Parton Recombination and the Phenomenology of GLR Based Nonlinear Evolution Equations

In the realm of quantum chromodynamics (QCD), the understanding of parton recombination phenomena plays a pivotal role in elucidating the behavior of strongly interacting systems and in the prediction of various standard model processes at accelerators such as LHC and RHIC. This chapter delves into the intricate interplay between parton recombination, and the phenomenology derived from the Gribov-Levin-Ryskin (GLR) based nonlinear evolution equations.
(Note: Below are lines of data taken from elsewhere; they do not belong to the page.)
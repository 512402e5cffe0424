//! OpsContext - wires configuration into a ready-to-run pipeline.
//!
//! The context owns the stores, the repository factory and the serializer so
//! that a queue consumer or an API layer only has to supply a [`Catalog`].

use std::sync::Arc;

use suitepack_core::{RepositoryKind, SerializedSuiteRequest, SerializedSuiteView};
use suitepack_git::GitRepositoryStore;
use tokio::sync::mpsc;
use tokio::task::JoinHandle;
use tracing::info;
use uuid::Uuid;

use crate::catalog::Catalog;
use crate::classifier::FailureClassifier;
use crate::config::Config;
use crate::error::OpsResult;
use crate::repository::RepositoryFactory;
use crate::serializer::{SerializationStatus, SuiteSerializer};
use crate::storage::{BlobStore, FsBlobStore, StoreRegistry};
use crate::worker::{SerializationJob, Worker};

/// The main operations context.
#[derive(Debug, Clone)]
pub struct OpsContext {
    /// Configuration the pipeline was built from.
    pub config: Config,
    catalog: Arc<dyn Catalog>,
    serializer: Arc<SuiteSerializer>,
}

impl OpsContext {
    /// Build filesystem-backed stores and the serializer from `config`.
    pub fn new(config: Config, catalog: Arc<dyn Catalog>) -> Self {
        let git_store = GitRepositoryStore::new(
            &config.scratch_dir,
            config.git_binary.clone(),
            config.git_timeout(),
        );
        let stores = StoreRegistry::new()
            .with_store(
                RepositoryKind::File,
                Arc::new(FsBlobStore::new(&config.file_store_dir)),
            )
            .with_store(
                RepositoryKind::Git,
                Arc::new(FsBlobStore::new(&config.scratch_dir)),
            );
        let manifests: Arc<dyn BlobStore> = Arc::new(FsBlobStore::new(&config.manifest_store_dir));

        let serializer = SuiteSerializer::new(
            catalog.clone(),
            RepositoryFactory::with_defaults(git_store),
            stores,
            manifests,
            config.structured_extensions.clone(),
        );

        info!(
            scratch = %config.scratch_dir.display(),
            manifests = %config.manifest_store_dir.display(),
            "Initialized pipeline"
        );

        Self {
            config,
            catalog,
            serializer: Arc::new(serializer),
        }
    }

    /// Create a context from the on-disk configuration.
    pub fn from_config(catalog: Arc<dyn Catalog>) -> OpsResult<Self> {
        Ok(Self::new(Config::load()?, catalog))
    }

    pub fn serializer(&self) -> &SuiteSerializer {
        &self.serializer
    }

    /// A worker using the default failure classifier.
    pub fn worker(&self) -> Worker {
        Worker::new(
            self.serializer.clone(),
            self.catalog.clone(),
            FailureClassifier::new(),
        )
    }

    /// Start a worker task consuming `jobs` until the channel closes.
    pub fn spawn_worker(&self, jobs: mpsc::Receiver<SerializationJob>) -> JoinHandle<usize> {
        let worker = self.worker();
        tokio::spawn(async move { worker.run(jobs).await })
    }

    // =========================================================================
    // Queries
    // =========================================================================

    /// Public view of a request.
    pub async fn view(&self, request_id: Uuid) -> OpsResult<SerializedSuiteView> {
        Ok(self.catalog.request(request_id).await?.view())
    }

    pub async fn status(&self, request_id: Uuid) -> OpsResult<SerializationStatus> {
        self.serializer.status(request_id).await
    }

    /// Manifest bytes of a request, or `NotYetAvailable`.
    pub async fn read(&self, request_id: Uuid) -> OpsResult<Vec<u8>> {
        let request: SerializedSuiteRequest = self.catalog.request(request_id).await?;
        self.serializer.read(&request).await
    }
}
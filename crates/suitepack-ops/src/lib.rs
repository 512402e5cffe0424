//! Suitepack Operations Layer
//!
//! Materializes origin sources, serializes suites into manifests and records
//! failures against the closed failure taxonomy.
//!
//! ## Architecture
//!
//! - **Catalog**: the record store the pipeline reads and updates
//! - **RepositoryFactory**: turns an origin into a readable tree and releases it
//! - **SuiteSerializer**: materialize, resolve, validate, persist, release
//! - **FailureClassifier**: maps an error chain onto a failure reason
//! - **Worker**: drives the serializer from a job queue
//! - **OpsContext**: wires all of the above from a [`Config`]
//!
//! ## Usage
//!
//! ```rust,no_run
//! use std::sync::Arc;
//! use suitepack_ops::{Config, InMemoryCatalog, OpsContext, SerializationJob};
//! use uuid::Uuid;
//!
//! #[tokio::main]
//! async fn main() -> anyhow::Result<()> {
//!     let catalog = Arc::new(InMemoryCatalog::new());
//!     let ctx = OpsContext::new(Config::load()?, catalog);
//!
//!     let (jobs, rx) = tokio::sync::mpsc::channel(16);
//!     let worker = ctx.spawn_worker(rx);
//!     jobs.send(SerializationJob::new(Uuid::new_v4())).await?;
//!     drop(jobs);
//!     worker.await?;
//!     Ok(())
//! }
//! ```

mod catalog;
mod classifier;
mod config;
mod context;
mod error;
mod lister;
mod repository;
mod serializer;
mod storage;
mod worker;

// Re-export public API
pub use catalog::{Catalog, InMemoryCatalog};
pub use classifier::{Classification, FailureClassifier, Matcher};
pub use config::Config;
pub use context::OpsContext;
pub use error::{OpsError, OpsResult};
pub use lister::DirectoryLister;
pub use repository::{
    FileRepositoryHandler, GitRepositoryHandler, RepositoryFactory, RepositoryHandler,
};
pub use serializer::{ManifestWritten, SerializationStatus, SuiteSerializer};
pub use storage::{
    BlobStore, FsBlobStore, MemoryBlobStore, StorageError, StorageResult, StoreRegistry,
};
pub use worker::{JobOutcome, SerializationJob, Worker};
use std::collections::HashMap;
use std::hash::{Hash, Hasher};
use std::default::Default;
use crate::onnx::{attribute_proto, AttributeProto};
use crate::tensor::{Shape, TensorData};
use crate::tensor::Tensor;
use crate::{DType, Error};

pub trait Node {
    fn get_input_tensors(&self) -> Vec<&dyn Tensor> {
        vec![]
    }

    fn get_output_tensors(&self) -> Vec<&dyn Tensor>;

    fn get_name(&self) -> Option<&str> {
        None
    }

    fn get_onnx_type(&self) -> &str;
    fn get_onnx_domain(&self) -> &str {
        ""
    }

    fn get_onnx_attributes(&self) -> Result<Vec<AttributeProto>, Error> {
        Ok(vec![])
    }

    fn to_node_proto(&self, name: Option<String>, tensor_names: &HashMap<&dyn Tensor, String>) -> Result<crate::onnx::NodeProto, Error> {
        Ok(crate::onnx::NodeProto {
            name: name.unwrap_or_default(),
            input: self.get_input_tensors().iter().map(|tensor| tensor_names[tensor].clone()).collect(),
            output: self.get_output_tensors().iter().map(|tensor| tensor_names[tensor].clone()).collect(),
            op_type: self.get_onnx_type().to_string(),
            domain: self.get_onnx_domain().to_string(),
            attribute: self.get_onnx_attributes()?,
            .. Default::default()
        })
    }
}

impl<'a> PartialEq for &'a dyn Node{
    fn eq(&self, other:&Self) -> bool{
        std::ptr::addr_eq(*self, *other)
    }
}

impl<'a> Eq for &'a dyn Node{}

impl<'a> Hash for &'a dyn Node {
    fn hash<H: Hasher>(&self, state: &mut H) {
        let a: *const _ = *self;
        let address: *const u8 = a.cast();
        state.write_usize(address.addr());
    }
}

pub(crate) trait SingleOutputNode: Node {
    fn get_output_shape(&self) -> &Shape;

    fn get_output_dtype(&self) -> DType;

    fn resolve_output_data(&self) -> Option<TensorData> {
        None
    }
}

pub(crate) fn attr_int(name: &str, value: i64) -> AttributeProto {
    AttributeProto {
        name: name.to_string(),
        r#type: attribute_proto::AttributeType::Int as i32,
        i: value,
        .. Default::default()
    }
}

pub(crate) fn attr_float(name: &str, value: f32) -> AttributeProto {
    AttributeProto {
        name: name.to_string(),
        r#type: attribute_proto::AttributeType::Float as i32,
        f: value,
        .. Default::default()
    }
}

pub(crate) fn attr_ints(name: &str, value: &[i64]) -> AttributeProto {
    AttributeProto {
        name: name.to_string(),
        r#type: attribute_proto::AttributeType::Ints as i32,
        ints: value.to_vec(),
        .. Default::default()
    }
}

pub(crate) fn attr_tensor(name: &str, value: &TensorData) -> Result<AttributeProto, Error> {
    Ok(AttributeProto {
        name: name.to_string(),
        r#type: attribute_proto::AttributeType::Tensor as i32,
        t: Some(value.to_tensor_data_proto(None)?),
        .. Default::default()
    })
}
Beginning with a comprehensive overview of parton distribution functions (PDFs), we discuss the linear evolution equation known as Dokshitzer-Gribov-Lipatov-Altarelli-Parisi (DGLAP) which is used to study the evolution of parton distributions. This establishes the theoretical groundwork necessary for delving into the structure of hadrons. Then, we discuss the recombination phenomenon, by incorporating which modifies the DGLAP equation into a nonlinear evolution equation known as the GLR equation. Drawing upon the GLR-based nonlinear evolution equations, we elucidate their significance in modeling the non-linear saturation effects using the solutions obtained from these GLR-based evolution equations at the regime of high parton densities.

Furthermore, we discuss the phenomenological applications of parton recombination effects on the evolution of parton distribution functions (PDFs) within the context of heavy-ion collisions and deep inelastic scattering experiments. By analyzing experimental data and theoretical predictions, we assess the validity of GLR-based approaches in capturing the intricate dynamics of Parton evolution in various energy regimes.

Conclusively, this chapter offers a comprehensive synthesis of parton recombination phenomena, emphasizing their significance within the framework of GLR-based nonlinear evolution equations.